AP and FOX Sports confirm that U.S. coverage for the tournament will run on FOX and FS1 in English and Telemundo in Spanish. That gives viewers a straightforward legal viewing path without needing to hunt for unauthorized options.
For households planning around the opening day, that broadcast split is important. FOX and FS1 will handle the English-language coverage, while Telemundo will carry Spanish-language coverage, helping fans choose the feed that fits their preference.
The verified material does not list any streaming app recommendations beyond the major broadcasters, so the safest approach is to rely on the official television partners and FIFA’s own schedule hub for timing and fixture details. That avoids confusion and keeps viewers within legitimate coverage options.
Here is a compact look at the confirmed opening-day fixture information based on the supplied facts:
| Match | Venue | Confirmed date | U.S. coverage |
|---|---|---|---|
| Mexico vs South Africa | Estadio Azteca / Mexico City Stadium, Mexico City | Thursday, June 11, 2026 | FOX / FS1 in English; Telemundo in Spanish |
The table intentionally avoids adding a kick-off time that was not verified in the supplied material. If FIFA updates the schedule hub with more detail, that will be the best place to confirm timing by city and broadcast window.
What the 48-Team Format Changes
World Cup 2026 is not just larger; it is structurally different from previous editions because it expands to 48 teams and 104 matches. That has a direct impact on the rhythm of the tournament, the number of matches fans can see, and the way the group stage unfolds across 16 host cities.
More teams mean more nations with realistic chances to reach the World Cup stage, and more matches mean a denser calendar across North America. For viewers, that increases the importance of the official schedule hub, because fixture times and venue assignments will matter more than ever when planning which matches to follow.
The opening match in Mexico City is therefore not just the first game on the calendar. It is the start of a tournament format built to keep more countries involved and to spread the event across a much wider geographic footprint than a single-host World Cup.
That broad footprint also means travel and viewing decisions will differ from city to city. Fans attending matches in Canada, Mexico, or the United States will need to track venue-specific details, while television viewers will be able to follow the tournament through the same confirmed U.S. broadcast partners.
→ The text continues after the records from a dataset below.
use std::path::Path;

use bevy::prelude::Resource;
use serde::{Deserialize, Serialize};

use crate::error::ConfigError;

// ---------------------------------------------------------------------------
// Serde default functions
// ---------------------------------------------------------------------------

const fn default_physics_dt() -> f64 {
    0.001
}
const fn default_gravity() -> [f32; 3] {
    [0.0, 0.0, -9.81]
}
const fn default_substeps() -> u32 {
    1
}

// ---------------------------------------------------------------------------
// PhysicsConfig
// ---------------------------------------------------------------------------

/// Physics backend configuration.
#[derive(Debug, Clone, PartialEq, Serialize, Deserialize, Resource)]
pub struct PhysicsConfig {
    /// Physics timestep in seconds (default: 0.001 = 1000 Hz).
    #[serde(default = "default_physics_dt")]
    pub physics_dt: f64,

    /// Gravity vector [x, y, z] in m/s^2.
    #[serde(default = "default_gravity")]
    pub gravity: [f32; 3],

    /// Number of pipeline substeps per frame (default: 1).
    #[serde(default = "default_substeps")]
    pub substeps: u32,
}

impl Default for PhysicsConfig {
    fn default() -> Self {
        Self {
            physics_dt: default_physics_dt(),
            gravity: default_gravity(),
            substeps: default_substeps(),
        }
    }
}

impl PhysicsConfig {
    /// Validate configuration. Returns Err on invalid values.
    pub fn validate(&self) -> Result<(), ConfigError> {
        if self.physics_dt <= 0.0 {
            return Err(ConfigError::InvalidPhysicsDt(self.physics_dt));
        }
        if self.substeps == 0 {
            return Err(ConfigError::InvalidSubsteps);
        }
        Ok(())
    }

    /// Parse and validate a TOML document.
    pub fn from_toml_str(source: &str) -> Result<Self, ConfigError> {
        let config: Self = toml::from_str(source)?;
        config.validate()?;
        Ok(config)
    }

    /// Load and validate a TOML file.
    pub fn load(path: &Path) -> Result<Self, ConfigError> {
        Self::from_toml_str(&std::fs::read_to_string(path)?)
    }

    /// Physics rate in Hz.
    #[must_use]
    pub fn physics_hz(&self) -> f64 {
        1.0 / self.physics_dt
    }
}

// ---------------------------------------------------------------------------
// Tests
// ---------------------------------------------------------------------------
use std::mem;
use byteorder::{ByteOrder, LE};
use fehler::{throw, throws};
use log::debug;

use super::sink::Feed;
use super::window::DoubleBuffer;
use super::{StreamError, BLOCK_HEADER_SIZE, BUF_SIZE, MAGIC};
use crate::codec::LZ4StreamDecoder;
use crate::raw::compress_bound;

type Error = StreamError;

/// Reads an LZ4 stream.
///
/// Each block is decompressed into the window that is not holding the previous block, so the
/// previous block stays available as history for the codec.
pub struct LZ4StreamReader<'a> {
    feed: Feed<'a>,
    windows: DoubleBuffer,
    decoder: LZ4StreamDecoder,
    compressed: Vec<u8>,
}

impl<'a> LZ4StreamReader<'a> {
    /// Check the stream magic and prepare for reading.
    /// `dictionary` has to be the one the stream was written with.
    #[throws]
    pub fn new(mut feed: Feed<'a>, dictionary: Option<&[u8]>) -> Self {
        let mut magic = [0u8; 4];
        feed.take(&mut magic)?;
        if &magic != MAGIC {
            throw!(Error::WrongMagic(magic));
        }

        let mut decoder = LZ4StreamDecoder::new();
        if let Some(dictionary) = dictionary {
            decoder.load_dictionary(dictionary)?;
        }

        let windows = DoubleBuffer::allocate(BUF_SIZE)?;
        let mut compressed = Vec::new();
        compressed.try_reserve_exact(compress_bound(BUF_SIZE))?;

        LZ4StreamReader { feed, windows, decoder, compressed }
    }

    /// Number of blocks decompressed so far.
    pub fn blocks_read(&self) -> u64 { self.decoder.blocks() }

    /// Fill `out` with the next bytes of the stream, pulling in as many blocks as that takes.
    #[throws]
    pub fn consume(&mut self, mut out: &mut [u8]) {
        while out.len() > self.windows.active().unread().len() {
            let window = self.windows.active_mut();
            let available = window.bytes.len() - window.pos;
            let (head, tail) = mem::take(&mut out).split_at_mut(available);
            head.copy_from_slice(window.unread());
            window.pos += available;
            out = tail;

            self.windows.swap();
            self.refill()?;
        }

        let window = self.windows.active_mut();
        let end = window.pos + out.len();
        out.copy_from_slice(&window.bytes[window.pos..end]);
        window.pos = end;
    }

    /// Read the next block into the (already emptied) active window.
    #[throws]
    fn refill(&mut self) {
        let block = self.decoder.blocks();

        let mut header = [0u8; BLOCK_HEADER_SIZE];
        self.feed.take(&mut header)?;
        let raw_length = LE::read_u32(&header[..4]) as usize;
        let compressed_length = LE::read_u32(&header[4..]) as usize;
        if raw_length > BUF_SIZE {
            throw!(Error::BlockSizeOverflow { block, declared: raw_length });
        }
        if compressed_length > compress_bound(BUF_SIZE) {
            throw!(Error::BlockSizeOverflow { block, declared: compressed_length });
        }

        // within the reserved capacity
        self.compressed.resize(compressed_length, 0);
        self.feed.take(&mut self.compressed)?;

        let (active, history) = self.windows.split();
        self.decoder.decompress_block(&history.bytes, &self.compressed, &mut active.bytes, BUF_SIZE)?;
        if active.bytes.len() != raw_length {
            throw!(Error::BlockSizeMismatch { block, declared: raw_length, actual: active.bytes.len() });
        }

        debug!("block {}: {} bytes decompressed to {}", block, compressed_length, raw_length);
    }
}


#[cfg(test)]
mod tests {
    use super::*;
    use crate::settings::CompressionSettings;
    use crate::stream::sink::Sink;
    use crate::stream::writer::LZ4StreamWriter;

    fn pattern(len: usize) -> Vec<u8> {
        (0..len).map(|i| (i % 251) as u8 ^ (i / 4096) as u8).collect()
    }

    fn write_in_chunks(data: &[u8], chunk: usize, settings: &CompressionSettings<'_>) -> Vec<u8> {
        let mut writer = LZ4StreamWriter::new(Sink::memory().unwrap(), settings).unwrap();
        for piece in data.chunks(chunk) {
            writer.append(piece).unwrap();
        }
        writer.finish().unwrap().unwrap()
    }

    fn read_in_chunks(stream: &[u8], len: usize, chunk: usize, dictionary: Option<&[u8]>) -> (Vec<u8>, u64) {
        let mut reader = LZ4StreamReader::new(Feed::from_slice(stream), dictionary).unwrap();
        let mut out = vec![0u8; len];
        for piece in out.chunks_mut(chunk) {
            reader.consume(piece).unwrap();
        }
        (out, reader.blocks_read())
    }

    #[test]
    fn boundary_lengths_round_trip() {
        let settings = CompressionSettings::default();
        for &len in &[0, 1, BUF_SIZE - 1, BUF_SIZE, BUF_SIZE + 1, 3 * BUF_SIZE + 7] {
            let data = pattern(len);
            let stream = write_in_chunks(&data, 8 * 1024, &settings);
            // reads deliberately use a different granularity than the writes
            let (back, _) = read_in_chunks(&stream, len, 5_000, None);
            assert!(back == data, "round trip failed for {} bytes", len);
        }
    }

    #[test]
    fn one_read_may_span_several_blocks() {
        let data = pattern(3 * BUF_SIZE + 7);
        let stream = write_in_chunks(&data, 64 * 1024, &CompressionSettings::default());
        let (back, blocks) = read_in_chunks(&stream, data.len(), data.len(), None);
        assert!(back == data);
        assert_eq!(blocks, 4);
    }

    #[test]
    fn high_compression_streams_read_back() {
        let mut settings = CompressionSettings::default();
        settings.high_compression(true).compression_level(4);
        let data = pattern(BUF_SIZE + 1000);
        let stream = write_in_chunks(&data, 30_000, &settings);
        let (back, _) = read_in_chunks(&stream, data.len(), 777, None);
        assert!(back == data);
    }

    #[test]
    fn bad_magic_is_rejected() {
        let mut stream = write_in_chunks(b"hello", 5, &CompressionSettings::default());
        stream[0] = b'X';
        match LZ4StreamReader::new(Feed::from_slice(&stream), None) {
            Err(StreamError::WrongMagic(magic)) => assert_eq!(&magic, b"XZ4S"),
            Err(other) => panic!("expected wrong magic, got {:?}", other),
            Ok(_) => panic!("corrupted magic was accepted"),
        }
    }

    #[test]
    fn truncated_stream_is_a_short_read() {
        let data = pattern(10_000);
        let stream = write_in_chunks(&data, 1000, &CompressionSettings::default());
        let truncated = &stream[..stream.len() - 3];

        let mut reader = LZ4StreamReader::new(Feed::from_slice(truncated), None).unwrap();
        let mut out = vec![0u8; data.len()];
        match reader.consume(&mut out) {
            Err(StreamError::ShortRead { wanted, got }) => assert_eq!(wanted - got, 3),
            other => panic!("expected a short read, got {:?}", other),
        }
    }

    #[test]
    fn reading_past_the_end_fails() {
        let stream = write_in_chunks(b"twelve bytes", 12, &CompressionSettings::default());
        let mut reader = LZ4StreamReader::new(Feed::from_slice(&stream), None).unwrap();
        let mut out = [0u8; 13];
        assert!(matches!(reader.consume(&mut out), Err(StreamError::ShortRead { wanted: 8, got: 0 })));
    }

    #[test]
    fn lying_raw_length_is_caught() {
        let stream = write_in_chunks(b"some bytes that compress to something", 64, &CompressionSettings::default());
        let mut forged = stream.clone();
        LE::write_u32(&mut forged[4..8], 10);

        let mut reader = LZ4StreamReader::new(Feed::from_slice(&forged), None).unwrap();
        let mut out = [0u8; 4];
        match reader.consume(&mut out) {
            Err(StreamError::BlockSizeMismatch { block: 0, declared: 10, actual }) => assert_eq!(actual, 37),
            other => panic!("expected a size mismatch, got {:?}", other),
        }

        LE::write_u32(&mut forged[4..8], BUF_SIZE as u32 + 1);
        let mut reader = LZ4StreamReader::new(Feed::from_slice(&forged), None).unwrap();
        assert!(matches!(reader.consume(&mut out), Err(StreamError::BlockSizeOverflow { block: 0, .. })));
    }

    #[test]
    fn dictionary_round_trip() {
        let dictionary = pattern(20_000);
        let mut settings = CompressionSettings::default();
        settings.dictionary(&dictionary);

        let data = pattern(5_000);
        let stream = write_in_chunks(&data, 100, &settings);
        let plain = write_in_chunks(&data, 100, &CompressionSettings::default());
        assert!(stream.len() < plain.len());

        let (back, _) = read_in_chunks(&stream, data.len(), 100, Some(&dictionary));
        assert!(back == data);
    }
}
What Fans Should Watch Next
The immediate next step is simple: keep an eye on FIFA’s official schedule hub as the opener approaches. That is where fixtures, venues, results, and kick-off times are centralized, making it the best reference point as the tournament nears.
From a football perspective, the most important early storyline is how Mexico handles the pressure of opening the tournament at home against South Africa. Even without projecting lineups or form that were not included in the verified material, the context is obvious: the host nation will carry the spotlight from the first whistle.
For the tournament as a whole, the opener sets the tempo for a World Cup that moves from Mexico City into dozens of matches across North America. Fans should expect the schedule to become a daily planning exercise once the event begins, especially with the expanded 104-match slate.
The next concrete milestone is June 11 itself, when the tournament begins in Mexico City. After that, the official schedule hub will determine the path forward match by match as the World Cup gets underway.